La Noche Blanca bate su récord de público en su cuarta edición

  • Aunque la organización no ha facilitado cifras concretas, la afluencia de espectadores ha superado los 250.000 del pasado año · El concierto de Niña Pastori e India Martínez congregó a unas 40.000 personas.

Comentarios 8

En las plazas del centro y Casco Histórico de la ciudad no cabía un alma más en la madrugada del pasado domingo. En algunos enclaves, en las calles, en restaurantes y tabernas todas las previsiones quedaron desbordadas ante la avalancha de personas que acudieron a vivir la cuarta edición de La Noche Blanca del Flamenco. La de más afluencia de las celebradas hasta el momento. Aunque Joaquín Zurita, coordinador general de este encuentro, no quiso dar una cifra porque "es imposible cuantificarlo", aseguró que en la calle se pudo observar a más gente que el año anterior, cuando ya se sobrepasaron los 250.000 espectadores.

"En general, en todas las producciones hubo más espectadores" que fluyeron de un lado a otro durante toda la noche. Pero sin lugar a dudas, el montaje que más personas congregó fue el protagonizado por la cordobesa India Martínez y por la gaditana Niña Pastori en la avenida República Argentina. Unos 40.000 espectadores llenaron más de media vía, por la que era casi imposible andar. En la carretera, aceras y hasta en el césped de los jardines del Duque de Rivas se situaron jóvenes (la gran mayoría), mayores y niños. Incluso la propia Niña Pastori se sorprendió por la aglomeración de público ante la que cantó.

Tras esta producción, el concierto homenaje a Enrique Morente que ofrecieron Los Evangelistas en la plaza de la Corredera fue el que más personas reunió, seguido del Teatro de la Axerquía -con 3.500 espectadores- y la plaza de Las Tendillas.

Tanto cordobeses como turistas aguantaron hasta las 7:00 de la mañana del domingo, cuando Vámonos pa Cuba clausuró una Noche Blanca en la que todas las producciones se llevaron a cabo según lo previsto.

A pesar de las decenas de miles de personas que salieron a las calles de Córdoba no hubo ningún incidente señalable, salvo los mareos y lipotimias propios de las aglomeraciones.

En la cara negativa una vez más destaca el afloramiento de botellones por todos los rincones, algo "inevitable" y muy difícil de controlar en estas situaciones. No sólo los jóvenes optaron por llevar sus propias bebidas, también se pudieron observar personas de más edad cargando con neveras llenas de cervezas y demás bebidas.
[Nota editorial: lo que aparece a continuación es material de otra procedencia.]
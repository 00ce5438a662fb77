use chrono::{DateTime, Utc};
use rand::Rng;
use serde::{Deserialize, Serialize};

use crate::*;

pub const LOTTERY_MAX_HISTORY: usize = 20;
pub const LOTTERY_MAX_SERIES: usize = 500;
pub const LOTTERY_DEFAULT_BALANCE: Amount = 100.0;
pub const LOTTERY_DEFAULT_BET: Amount = 10.0;
pub const LOTTERY_MIN_BET: Amount = 1.0;

/// Inclusive range every draw comes from.
pub const DRAW_RANGE: core::ops::RangeInclusive<u8> = 1..=10;

pub type LotteryHistory = History<LotteryRecord, LOTTERY_MAX_HISTORY>;
pub type LotterySeries = Series<LOTTERY_MAX_SERIES>;

#[derive(Copy, Clone, Debug, Default, PartialEq, Eq, Hash, Serialize, Deserialize)]
#[serde(rename_all = "lowercase")]
pub enum Difficulty {
    Easy,
    #[default]
    Normal,
    Hard,
}

impl Difficulty {
    pub const ALL: [Difficulty; 3] = [Difficulty::Easy, Difficulty::Normal, Difficulty::Hard];

    pub const fn name(self) -> &'static str {
        use Difficulty::*;
        match self {
            Easy => "easy",
            Normal => "normal",
            Hard => "hard",
        }
    }

    /// Lenient parse, anything unknown is `None`.
    pub fn parse(input: &str) -> Option<Self> {
        let input = input.trim();
        Self::ALL
            .into_iter()
            .find(|difficulty| difficulty.name().eq_ignore_ascii_case(input))
    }

    /// Short human-readable description of the odds for this table.
    pub const fn odds_summary(self) -> &'static str {
        use Difficulty::*;
        match self {
            Easy => "Win 20% (4x), lose 10% (1.5x), nothing 70%.",
            Normal => "Win 10% (5x), lose 20% (2x), nothing 70%.",
            Hard => "Win 10% (6x), lose 30% (2.5x), nothing 60%.",
        }
    }
}

/// Result of mapping one draw through a difficulty table.
#[derive(Clone, Debug, PartialEq)]
pub struct LotteryOutcome {
    pub number: u8,
    pub delta: Amount,
    pub label: &'static str,
}

/// Maps a drawn number to its delta and label. Every difficulty has its own hardcoded table.
pub fn resolve(number: u8, bet: Amount, difficulty: Difficulty) -> LotteryOutcome {
    use Difficulty::*;

    let gain = |factor: Amount| round_half_up(bet * factor);
    let loss = |factor: Amount| -round_half_up(bet * factor);

    let (delta, label) = match (difficulty, number) {
        (Easy, 7 | 8) => (gain(4.0), "Big win!"),
        (Easy, 1) => (loss(1.5), "Small loss."),
        (Normal, 7) => (gain(5.0), "You won!"),
        (Normal, 1 | 2) => (loss(2.0), "You lost."),
        (Hard, 7) => (gain(6.0), "Mega hit!"),
        (Hard, 1..=3) => (loss(2.5), "Heavy loss."),
        _ => (0.0, "Nothing."),
    };

    LotteryOutcome {
        number,
        delta,
        label,
    }
}

pub fn draw<R: Rng + ?Sized>(rng: &mut R, bet: Amount, difficulty: Difficulty) -> LotteryOutcome {
    resolve(rng.random_range(DRAW_RANGE), bet, difficulty)
}

/// Immutable snapshot of one lottery play.
#[derive(Clone, Debug, PartialEq, Serialize, Deserialize)]
pub struct LotteryRecord {
    pub time: DateTime<Utc>,
    pub number: u8,
    pub delta: Amount,
    pub label: String,
    pub balance_after: Amount,
}

#[derive(Copy, Clone, Debug, Default, PartialEq, Eq, Serialize, Deserialize)]
#[serde(rename_all = "snake_case")]
pub enum LotteryPhase {
    #[default]
    NotStarted,
    Running,
    Depleted,
}

impl LotteryPhase {
    pub const fn is_running(self) -> bool {
        matches!(self, Self::Running)
    }
}

/// Validated inputs for (re)starting a lottery session.
#[derive(Copy, Clone, Debug, PartialEq)]
pub struct StartParams {
    pub bet: Amount,
    pub balance: Amount,
    pub difficulty: Difficulty,
}

impl StartParams {
    /// Coerces raw form inputs, never failing: junk becomes the default, small values the minimum.
    pub fn from_inputs(bet: &str, balance: &str, difficulty: &str) -> Self {
        let bet = parse_amount(bet).unwrap_or(LOTTERY_DEFAULT_BET).floor();
        let balance = parse_amount(balance)
            .unwrap_or(LOTTERY_DEFAULT_BALANCE)
            .floor();
        let difficulty = Difficulty::parse(difficulty).unwrap_or_else(|| {
            log::debug!("unknown difficulty {:?}, using default", difficulty);
            Difficulty::default()
        });
        Self::new(bet, balance, difficulty)
    }

    pub fn new(bet: Amount, balance: Amount, difficulty: Difficulty) -> Self {
        Self {
            bet: bet.max(LOTTERY_MIN_BET),
            balance: balance.clamp(1.0, MAX_BALANCE),
            difficulty,
        }
    }
}

impl Default for StartParams {
    fn default() -> Self {
        Self::new(
            LOTTERY_DEFAULT_BET,
            LOTTERY_DEFAULT_BALANCE,
            Difficulty::default(),
        )
    }
}

/// What a successful play hands back to the front-end.
#[derive(Clone, Debug, PartialEq)]
pub struct PlayReport {
    pub outcome: LotteryOutcome,
    pub balance: Amount,
    pub depleted: bool,
}

#[derive(Clone, Debug, PartialEq, Serialize)]
pub struct LotteryGame {
    pub(crate) balance: Amount,
    pub(crate) bet: Amount,
    pub(crate) difficulty: Difficulty,
    pub(crate) history: LotteryHistory,
    pub(crate) series: LotterySeries,
    pub(crate) phase: LotteryPhase,
}

impl LotteryGame {
    pub fn new() -> Self {
        Self {
            balance: LOTTERY_DEFAULT_BALANCE,
            bet: LOTTERY_DEFAULT_BET,
            difficulty: Difficulty::default(),
            history: History::new(),
            series: Series::starting_at(LOTTERY_DEFAULT_BALANCE),
            phase: LotteryPhase::NotStarted,
        }
    }

    pub fn balance(&self) -> Amount {
        self.balance
    }

    pub fn bet(&self) -> Amount {
        self.bet
    }

    pub fn difficulty(&self) -> Difficulty {
        self.difficulty
    }

    pub fn phase(&self) -> LotteryPhase {
        self.phase
    }

    pub fn history(&self) -> &LotteryHistory {
        &self.history
    }

    pub fn series(&self) -> &LotterySeries {
        &self.series
    }

    /// Inputs a start form should be prefilled with, taken as-is from the current state.
    ///
    /// A depleted game prefills a zero balance, which [`StartParams::from_inputs`]
    /// reads as absent and replaces with the default.
    pub fn start_params(&self) -> StartParams {
        StartParams {
            bet: self.bet,
            balance: self.balance,
            difficulty: self.difficulty,
        }
    }

    /// Resets balance, bet, difficulty and both logs, then enters the running phase.
    pub fn start(&mut self, params: StartParams) {
        let StartParams {
            bet,
            balance,
            difficulty,
        } = params;
        log::debug!(
            "lottery start: bet={} balance={} difficulty={}",
            bet,
            balance,
            difficulty.name()
        );
        self.bet = bet;
        self.balance = balance;
        self.difficulty = difficulty;
        self.history.clear();
        self.series = Series::starting_at(balance);
        self.phase = LotteryPhase::Running;
    }

    pub fn play<R: Rng + ?Sized>(&mut self, rng: &mut R, now: DateTime<Utc>) -> Result<PlayReport> {
        self.ensure_playable()?;
        let outcome = draw(rng, self.bet, self.difficulty);
        Ok(self.apply(outcome, now))
    }

    /// Applies a drawn number as if it had come from the RNG.
    pub fn play_number(&mut self, number: u8, now: DateTime<Utc>) -> Result<PlayReport> {
        self.ensure_playable()?;
        let outcome = resolve(number, self.bet, self.difficulty);
        Ok(self.apply(outcome, now))
    }

    pub fn reset_history(&mut self) {
        self.history.clear();
    }

    fn ensure_playable(&self) -> Result<()> {
        match self.phase {
            LotteryPhase::NotStarted => Err(GameError::NotRunning),
            LotteryPhase::Depleted => Err(GameError::Depleted),
            LotteryPhase::Running if self.balance <= 0.0 => Err(GameError::Depleted),
            LotteryPhase::Running => Ok(()),
        }
    }

    fn apply(&mut self, outcome: LotteryOutcome, now: DateTime<Utc>) -> PlayReport {
        self.balance = clamp_balance(self.balance + outcome.delta);
        self.series.push(self.balance);
        self.history.push(LotteryRecord {
            time: now,
            number: outcome.number,
            delta: outcome.delta,
            label: outcome.label.to_string(),
            balance_after: self.balance,
        });

        let depleted = self.balance <= 0.0;
        if depleted {
            self.phase = LotteryPhase::Depleted;
        }
        log::debug!(
            "lottery play: number={} delta={} balance={}",
            outcome.number,
            outcome.delta,
            self.balance
        );

        PlayReport {
            outcome,
            balance: self.balance,
            depleted,
        }
    }
}

impl Default for LotteryGame {
    fn default() -> Self {
        Self::new()
    }
}

#[cfg(test)]
mod tests {
    use super::*;
    use rand::{SeedableRng, rngs::SmallRng};

    fn t0() -> DateTime<Utc> {
        DateTime::<Utc>::from_timestamp_millis(0).unwrap()
    }

    fn running(bet: Amount, balance: Amount, difficulty: Difficulty) -> LotteryGame {
        let mut game = LotteryGame::new();
        game.start(StartParams::new(bet, balance, difficulty));
        game
    }

    #[test]
    fn tables_match_their_difficulty() {
        use Difficulty::*;

        assert_eq!(resolve(7, 10.0, Easy).delta, 40.0);
        assert_eq!(resolve(8, 10.0, Easy).delta, 40.0);
        assert_eq!(resolve(1, 10.0, Easy).delta, -15.0);
        assert_eq!(resolve(2, 10.0, Easy).delta, 0.0);

        assert_eq!(resolve(7, 10.0, Normal).delta, 50.0);
        assert_eq!(resolve(2, 10.0, Normal).delta, -20.0);
        assert_eq!(resolve(8, 10.0, Normal).delta, 0.0);

        assert_eq!(resolve(7, 10.0, Hard).delta, 60.0);
        assert_eq!(resolve(3, 10.0, Hard).delta, -25.0);
        assert_eq!(resolve(4, 10.0, Hard).delta, 0.0);
        assert_eq!(resolve(3, 10.0, Hard).label, "Heavy loss.");
    }

    #[test]
    fn losses_round_half_up_before_negation() {
        // 3 * 1.5 = 4.5 rounds to 5, 1 * 2.5 = 2.5 rounds to 3
        assert_eq!(resolve(1, 3.0, Difficulty::Easy).delta, -5.0);
        assert_eq!(resolve(1, 1.0, Difficulty::Hard).delta, -3.0);
    }

    #[test]
    fn every_draw_lands_in_its_table() {
        let mut rng = SmallRng::seed_from_u64(7);
        for difficulty in Difficulty::ALL {
            for bet in [1.0, 3.0, 10.0, 37.0] {
                let allowed: Vec<Amount> = DRAW_RANGE
                    .map(|n| resolve(n, bet, difficulty).delta)
                    .collect();
                for _ in 0..200 {
                    let outcome = draw(&mut rng, bet, difficulty);
                    assert!(DRAW_RANGE.contains(&outcome.number));
                    assert!(allowed.contains(&outcome.delta));
                }
            }
        }
    }

    #[test]
    fn play_is_refused_before_start() {
        let mut game = LotteryGame::new();
        let before = game.clone();
        assert_eq!(game.play_number(7, t0()), Err(GameError::NotRunning));
        assert_eq!(game, before);
    }

    #[test]
    fn play_applies_delta_and_logs() {
        let mut game = running(10.0, 100.0, Difficulty::Normal);
        let report = game.play_number(7, t0()).unwrap();
        assert_eq!(report.balance, 150.0);
        assert_eq!(game.balance(), 150.0);
        assert_eq!(game.series().last(), Some(150.0));
        let record = game.history().latest().unwrap();
        assert_eq!(record.number, 7);
        assert_eq!(record.balance_after, 150.0);
        assert_eq!(record.label, "You won!");
    }

    #[test]
    fn balance_floors_at_zero_and_depletes() {
        let mut game = running(10.0, 15.0, Difficulty::Hard);
        let report = game.play_number(1, t0()).unwrap();
        assert_eq!(report.balance, 0.0);
        assert!(report.depleted);
        assert_eq!(game.phase(), LotteryPhase::Depleted);

        let before = game.clone();
        assert_eq!(game.play_number(7, t0()), Err(GameError::Depleted));
        assert_eq!(game, before);

        let prefill = game.start_params();
        assert_eq!(prefill.balance, 0.0);
        game.start(StartParams::from_inputs(
            &prefill.bet.to_string(),
            &prefill.balance.to_string(),
            prefill.difficulty.name(),
        ));
        assert_eq!(game.phase(), LotteryPhase::Running);
        assert_eq!(game.balance(), LOTTERY_DEFAULT_BALANCE);
        assert_eq!(game.bet(), 10.0);
        assert_eq!(game.difficulty(), Difficulty::Hard);
        assert!(game.history().is_empty());
        assert_eq!(
            game.series().iter().collect::<Vec<_>>(),
            vec![LOTTERY_DEFAULT_BALANCE]
        );
    }

    #[test]
    fn random_plays_respect_clamp() {
        let mut rng = SmallRng::seed_from_u64(99);
        let mut game = running(25.0, 200.0, Difficulty::Hard);
        for _ in 0..300 {
            let before = game.balance();
            match game.play(&mut rng, t0()) {
                Ok(report) => {
                    assert_eq!(report.balance, clamp_balance(before + report.outcome.delta));
                }
                Err(err) => {
                    assert_eq!(err, GameError::Depleted);
                    break;
                }
            }
            assert!(game.history().len() <= LOTTERY_MAX_HISTORY);
            assert!(game.series().len() <= LOTTERY_MAX_SERIES);
        }
    }

    #[test]
    fn start_inputs_are_coerced() {
        let params = StartParams::from_inputs("abc", "-5", "HARD");
        assert_eq!(params.bet, LOTTERY_DEFAULT_BET);
        assert_eq!(params.balance, 1.0);
        assert_eq!(params.difficulty, Difficulty::Hard);

        let params = StartParams::from_inputs("0.4", "250.9", "chaos");
        assert_eq!(params.bet, LOTTERY_MIN_BET);
        assert_eq!(params.balance, 250.0);
        assert_eq!(params.difficulty, Difficulty::Normal);
    }

    #[test]
    fn reset_history_keeps_balance_and_series() {
        let mut game = running(10.0, 100.0, Difficulty::Normal);
        game.play_number(7, t0()).unwrap();
        game.reset_history();
        assert!(game.history().is_empty());
        assert_eq!(game.balance(), 150.0);
        assert_eq!(game.series().len(), 2);
    }
}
Por su parte, Alberto Rosales, vicepresidente de Hostecor, señaló que "ha sido la noche en la que más público ha habido en la calle", lo que incidió en los restaurantes y tabernas que permanecieron de guardia. "Los negocios que estuvieron en los puntos más importantes estuvieron hasta la bola", apuntó. Este año ha aumentado el número de establecimientos de guardia, "hemos sido más y hemos incrementado el horario de apertura". "Con tal cantidad de gente en la calle lo más lógico es que todos hayamos funcionado más", manifestó. "La Noche Blanca ha sido todos los años un éxito pero éste incluso se ha consolidado más", explicó Rosales.

Para la restauración también fue "una noche fuerte" en la que "hemos estado muchas horas trabajando", algunos hasta las 6:00. Para este sector "esta forma de promocionarse con una marca determinada, que es el flamenco," es muy beneficioso "porque puede llegar a sitios a los que otro producto turístico no puede llegar".

El fruto de esta promoción se observó en la cantidad de extranjeros que en la madrugada del domingo pasearon por la ciudad y disfrutaron de los espectáculos de La Noche Blanca del Flamenco, un acontecimiento que ha conseguido superarse a sí mismo a pesar de los recortes presupuestarios a los que se ha visto sometido este año.